The navigation is entirely contained in the side menu, providing search and access to numerous pages offering further options for events, places and things to do.
I particularly like the Suffolk My Way option that reveals a series of drop down menus each asking questions in a particularly personable manner.
Further down the side menu, Suffolk Stories provides little tales from the county organized by category.
If you click on one of the category tabs, the tiles reorganize themselves accordingly.
Suffolk Places offers incredible depths of navigable options as well as locations to explore. Here destinations can be arranged by area by clicking on the above tabs.
This is Aldeburgh the home of ‘the best fish and chip shop in the country’, the landing page of which provides clear calls-to-action in terms of what to do, how to get there and where to stay.
This is possibly my favourite feature and arguably one of the most important tools on any tourism website.
Yes it is just a Google map at its heart, but it has been tailored beautifully with Visit Suffolk’s own pins, keys and pop-out images. Each one has even been integrated with Pinterest.
Using the map, it’s also possible to make your own list of activities or places and theme them accordingly. You can also access Visit Suffolk’s own collection.
Here is ‘Romantic Suffolk’. Each pinned place is accessible either from the map or from the side menu.

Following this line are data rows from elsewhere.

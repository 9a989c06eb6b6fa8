use std::cell::{Cell, RefCell};
use std::rc::{Rc, Weak};
use swaypane_core::{Runtime, RuntimeHandle, RuntimeScheduler, SystemClock};
use wasm_bindgen::closure::Closure;
use wasm_bindgen::JsCast;
use web_sys::Window;

/// Drives the runtime from `requestAnimationFrame` and `setTimeout`.
pub struct WebScheduler {
    this: Weak<WebScheduler>,
    window: Window,
    runtime: RefCell<Option<RuntimeHandle>>,
    frame_pending: Rc<Cell<bool>>,
}

impl WebScheduler {
    pub fn new(window: Window) -> Rc<Self> {
        Rc::new_cyclic(|this| Self {
            this: this.clone(),
            window,
            runtime: RefCell::new(None),
            frame_pending: Rc::new(Cell::new(false)),
        })
    }

    pub fn attach(&self, runtime: RuntimeHandle) {
        *self.runtime.borrow_mut() = Some(runtime);
    }

    fn runtime(&self) -> Option<RuntimeHandle> {
        self.runtime.borrow().clone()
    }
}

impl RuntimeScheduler for WebScheduler {
    fn schedule_frame(&self) {
        if self.frame_pending.replace(true) {
            return;
        }
        let Some(runtime) = self.runtime() else {
            self.frame_pending.set(false);
            return;
        };
        let pending = Rc::clone(&self.frame_pending);
        let callback = Closure::once_into_js(move || {
            pending.set(false);
            runtime.drain_frame_callbacks(runtime.now_millis());
        });
        if let Err(err) = self.window.request_animation_frame(callback.unchecked_ref()) {
            self.frame_pending.set(false);
            log::error!("requestAnimationFrame failed: {:?}", err);
        }
    }

    fn schedule_timer(&self, delay_millis: u64) {
        let Some(runtime) = self.runtime() else {
            return;
        };
        let due = runtime.now_millis().saturating_add(delay_millis);
        let this = self.this.clone();
        let callback = Closure::once_into_js(move || {
            runtime.run_due_timers();
            // Browser timers may wake a little before the clock reaches the
            // deadline.
            if let Some(next) = runtime.next_timer_due().filter(|next| *next <= due) {
                if let Some(scheduler) = this.upgrade() {
                    let delay = next.saturating_sub(runtime.now_millis()).max(1);
                    scheduler.schedule_timer(delay);
                }
            }
        });
        let delay = i32::try_from(delay_millis).unwrap_or(i32::MAX);
        if let Err(err) = self
            .window
            .set_timeout_with_callback_and_timeout_and_arguments_0(callback.unchecked_ref(), delay)
        {
            log::error!("setTimeout failed: {:?}", err);
        }
    }
}

/// A [`Runtime`] on the wall clock, scheduled by the browser event loop.
pub fn web_runtime(window: &Window) -> Runtime {
    let scheduler = WebScheduler::new(window.clone());
    let runtime = Runtime::new(Rc::new(SystemClock::new()), scheduler.clone());
    scheduler.attach(runtime.handle());
    runtime
}
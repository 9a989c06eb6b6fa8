//! Touch modal root: slide transitions and drag-to-dismiss.

use super::drag::{exit_translate, mask_opacity, ModalDragController, Release};
use super::geometry::init_page_modal;
use super::lifecycle::{Lifecycle, PhaseHandler};
use super::manager::ModalTransitionManager;
use super::root::{ModalRender, ModalRootConfig, ModalRootRender};
use super::transition::{TransitionAction, TransitionState};
use super::types::{ModalDescriptor, ModalElements, ModalGeometry, ModalKind};
use super::MODAL_ROOT_WARN;
use std::cell::{Cell, RefCell};
use std::rc::{Rc, Weak};
use swaypane_animation::{await_completion, CompletionHandle, FrameCoalescer, FrameSlot};
use swaypane_core::collections::map::HashMap;
use swaypane_core::{
    element_contains, CompletionEvent, ElementId, ElementRef, Environment, NavId, Platform,
    RuntimeHandle, StyleChange, Viewport, WeakElement,
};
use swaypane_foundation::{GestureHandler, GestureSample, PointerEvent};

/// How long after the last content scroll a page drag is still treated as
/// scrolling.
pub const CONTENT_SCROLL_DEBOUNCE_MS: u64 = 250;

#[derive(Clone, Copy, Debug, PartialEq, Eq, Hash)]
enum Leg {
    Enter,
    Exit,
    Height,
}

struct TouchRoot {
    this: Weak<TouchRoot>,
    runtime: RuntimeHandle,
    env: Rc<Environment>,
    viewport: Rc<dyn Viewport>,
    drag: ModalDragController,
    manager: RefCell<ModalTransitionManager>,
    mask: RefCell<Option<WeakElement>>,
    viewport_element: RefCell<Option<WeakElement>>,
    translate_frames: FrameCoalescer<NavId>,
    mask_frame: FrameSlot,
    height_frame: FrameSlot,
    completions: RefCell<HashMap<(NavId, Leg), CompletionHandle>>,
    touch_down: Cell<bool>,
    dragging: Cell<bool>,
    document_scrolling: Cell<Option<bool>>,
    // Active modal whose init waits for its elements to be registered.
    awaiting_init: RefCell<Option<NavId>>,
    lifecycle: Lifecycle,
}
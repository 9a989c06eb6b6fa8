use std::cell::RefCell;
use std::rc::Rc;
use swaypane_core::collections::map::HashMap;
use swaypane_core::ElementId;

#[derive(Default)]
struct RegistryInner {
    next_id: u64,
    nodes: HashMap<ElementId, web_sys::Element>,
}

/// Maps DOM nodes the engine knows about to [`ElementId`]s, so pointer
/// targets can be resolved and containment checked against real nodes.
#[derive(Clone, Default)]
pub struct ElementRegistry {
    inner: Rc<RefCell<RegistryInner>>,
}

impl ElementRegistry {
    pub fn new() -> Self {
        Self::default()
    }

    pub(crate) fn register(&self, node: &web_sys::Element) -> ElementId {
        let mut inner = self.inner.borrow_mut();
        inner.next_id += 1;
        let id = ElementId(inner.next_id);
        inner.nodes.insert(id, node.clone());
        id
    }

    pub(crate) fn unregister(&self, id: ElementId) {
        self.inner.borrow_mut().nodes.remove(&id);
    }

    pub fn node(&self, id: ElementId) -> Option<web_sys::Element> {
        self.inner.borrow().nodes.get(&id).cloned()
    }

    /// The innermost registered node at or above `node`.
    pub fn resolve(&self, node: &web_sys::Element) -> Option<ElementId> {
        let inner = self.inner.borrow();
        let mut current = Some(node.clone());
        while let Some(candidate) = current {
            let found = inner
                .nodes
                .iter()
                .find_map(|(id, registered)| (*registered == candidate).then_some(*id));
            if found.is_some() {
                return found;
            }
            current = candidate.parent_element();
        }
        None
    }

    pub fn len(&self) -> usize {
        self.inner.borrow().nodes.len()
    }

    pub fn is_empty(&self) -> bool {
        self.len() == 0
    }
}
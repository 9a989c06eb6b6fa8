//! Core runtime for swaypane.
//!
//! Everything in swaypane runs on a single UI thread. Gesture callbacks are
//! invoked synchronously by the host; the only suspension points are timers
//! and animation frames, both of which are owned by the [`Runtime`] and handed
//! out as cancellable registrations.
//!
//! This crate also defines the host facade ([`Element`], [`Viewport`]) the
//! engine talks to instead of a DOM, and the immutable [`Environment`] that
//! replaces platform/adaptivity context lookups.

pub mod collections;
mod diagnostics;
mod environment;
mod error;
mod events;
mod geometry;
mod host;
mod nav;
mod platform;
mod runtime;

pub use diagnostics::WarnOnce;
pub use environment::{Environment, Platform, RubberProfile, ViewHeight, ViewWidth};
pub use error::NavError;
pub use events::{EventBus, Subscription};
pub use geometry::{Point, Rect, Size};
pub use host::{
    element_contains, CompletionEvent, Element, ElementId, ElementRef, Length, ListenerId,
    StyleChange, Viewport, WeakElement,
};
pub use nav::{resolve_nav_id, NavId};
pub use platform::{Clock, DefaultScheduler, ManualClock, RuntimeScheduler, SystemClock};
pub use runtime::{
    FrameCallbackId, FrameCallbackRegistration, Runtime, RuntimeHandle, TestRuntime, TimerId,
    TimerRegistration,
};

pub mod prelude {
    pub use crate::environment::{Environment, Platform};
    pub use crate::host::{Element, ElementRef, StyleChange, Viewport};
    pub use crate::nav::NavId;
    pub use crate::runtime::{Runtime, RuntimeHandle};
}
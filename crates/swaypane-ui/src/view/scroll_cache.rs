use std::cell::RefCell;
use std::rc::Rc;
use swaypane_core::collections::map::HashMap;
use swaypane_core::NavId;

/// Saved vertical scroll per panel id.
pub type Scrolls = HashMap<NavId, f32>;

/// Panel scroll positions of unmounted views, keyed by view id.
///
/// Lives as long as whoever created it; nothing is persisted. Clones share
/// the same storage.
#[derive(Clone, Default)]
pub struct ScrollCache {
    views: Rc<RefCell<HashMap<NavId, Scrolls>>>,
}

impl ScrollCache {
    pub fn new() -> Self {
        Self::default()
    }

    pub fn get(&self, view: &NavId) -> Option<Scrolls> {
        self.views.borrow().get(view).cloned()
    }

    pub fn store(&self, view: NavId, scrolls: Scrolls) {
        self.views.borrow_mut().insert(view, scrolls);
    }

    pub fn remove(&self, view: &NavId) -> Option<Scrolls> {
        self.views.borrow_mut().remove(view)
    }

    pub fn len(&self) -> usize {
        self.views.borrow().len()
    }

    pub fn is_empty(&self) -> bool {
        self.views.borrow().is_empty()
    }
}
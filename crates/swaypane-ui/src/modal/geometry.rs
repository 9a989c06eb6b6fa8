//! Page geometry initialisation.

use super::types::{ModalEntry, ModalGeometry, ModalKind, TranslateRange};
use swaypane_core::{NavError, NavId};

/// Heights read from the host before a page modal is laid out.
#[derive(Clone, Copy, Debug, PartialEq, Default)]
pub struct PageMeasurements {
    /// Offset height of the content's first child.
    pub content_height: f32,
    /// Visible height of the scrollable content element.
    pub content_client_height: f32,
    pub header_height: f32,
    /// Offset height of the inner element's parent.
    pub container_height: f32,
}

/// Computes rest position and settle ranges of a page modal.
///
/// A page is expandable when its content overflows the visible area or
/// when it asks for full height. Expandable pages rest at
/// `100 - settling_height` and split the axis into expanded / collapsed /
/// hidden ranges; other pages rest where their content ends. A page that
/// would come back more closed than before opens fully instead.
pub fn init_page_geometry(
    previous: &ModalGeometry,
    settling_height: f32,
    measurements: PageMeasurements,
) -> ModalGeometry {
    let full_height = settling_height == 100.0;
    let expandable =
        measurements.content_height > measurements.content_client_height || full_height;

    let mut geometry = ModalGeometry {
        expandable,
        translate_y_current: previous.translate_y_current,
        hidden: previous.hidden,
        ..ModalGeometry::default()
    };

    if expandable {
        let from = 100.0 - settling_height;
        let shift_half = from / 2.0;
        let visible_part = 100.0 - from;
        let hidden_start = from + visible_part / 4.0;

        geometry.translate_y_from = from;
        geometry.expanded_range = TranslateRange::new(0.0, shift_half);
        geometry.collapsed_range = TranslateRange::new(shift_half, hidden_start);
        geometry.hidden_range = TranslateRange::new(hidden_start, 100.0);
        geometry.collapsed = from > 0.0;
        geometry.expanded = from <= 0.0;
    } else {
        let height = measurements.content_height + measurements.header_height;
        let from = if measurements.container_height > 0.0 {
            100.0 - height / measurements.container_height * 100.0
        } else {
            0.0
        };

        geometry.translate_y_from = from;
        geometry.expanded_range = TranslateRange::new(from, from + 25.0);
        geometry.collapsed_range = TranslateRange::new(from + 25.0, from + 25.0);
        geometry.hidden_range = TranslateRange::new(from + 25.0, from + 100.0);
    }

    geometry.translate_y = geometry.translate_y_from;
    if (expandable && geometry.translate_y > previous.translate_y) || full_height {
        geometry.translate_y = 0.0;
    }
    geometry
}

/// Measures the page's registered elements and re-runs the page layout.
pub(crate) fn init_page_modal(entry: &mut ModalEntry) -> Result<(), NavError> {
    let missing = |element: &'static str, id: &NavId| NavError::MissingElement {
        id: id.clone(),
        element,
    };
    let content = entry
        .elements
        .content()
        .ok_or_else(|| missing("content", &entry.id))?;
    let header = entry
        .elements
        .header()
        .ok_or_else(|| missing("header", &entry.id))?;
    let inner = entry
        .elements
        .inner()
        .ok_or_else(|| missing("inner", &entry.id))?;

    let measurements = PageMeasurements {
        content_height: content.content_height(),
        content_client_height: content.client_height(),
        header_height: header.offset_height(),
        container_height: inner.container_height(),
    };
    let settling = entry.effective_settling_height();
    entry.settling_height = Some(settling);
    entry.geometry = init_page_geometry(&entry.geometry, settling, measurements);
    Ok(())
}

/// Prepares a modal for its enter animation.
pub(crate) fn init_modal(entry: &mut ModalEntry) -> Result<(), NavError> {
    match entry.kind {
        ModalKind::Page => init_page_modal(entry),
        ModalKind::Card => {
            entry.geometry.translate_y = 0.0;
            Ok(())
        }
    }
}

The site is fully responsive, with the tiles rearranging themselves brilliantly when resizing the browser window.
When accessing the site via mobile, the home screen presents you with this message.
Visit Suffolk has realised the wants of mobile users and is presenting them with the most likely options they may want straight away.
Chances are most people looking at a tourism website are planning a trip well in advance, probably from a desktop computer. However Visit Suffolk’s responsiveness means that when the same user is out and about on holiday, they’ll be able to use the same site on a mobile to quickly find activities and places to eat so they can plan their next adventure without looking for an internet café first.
Let’s take a look at a few other tourism websites and see how they stack up.
Presenting Suffolk’s neighbours…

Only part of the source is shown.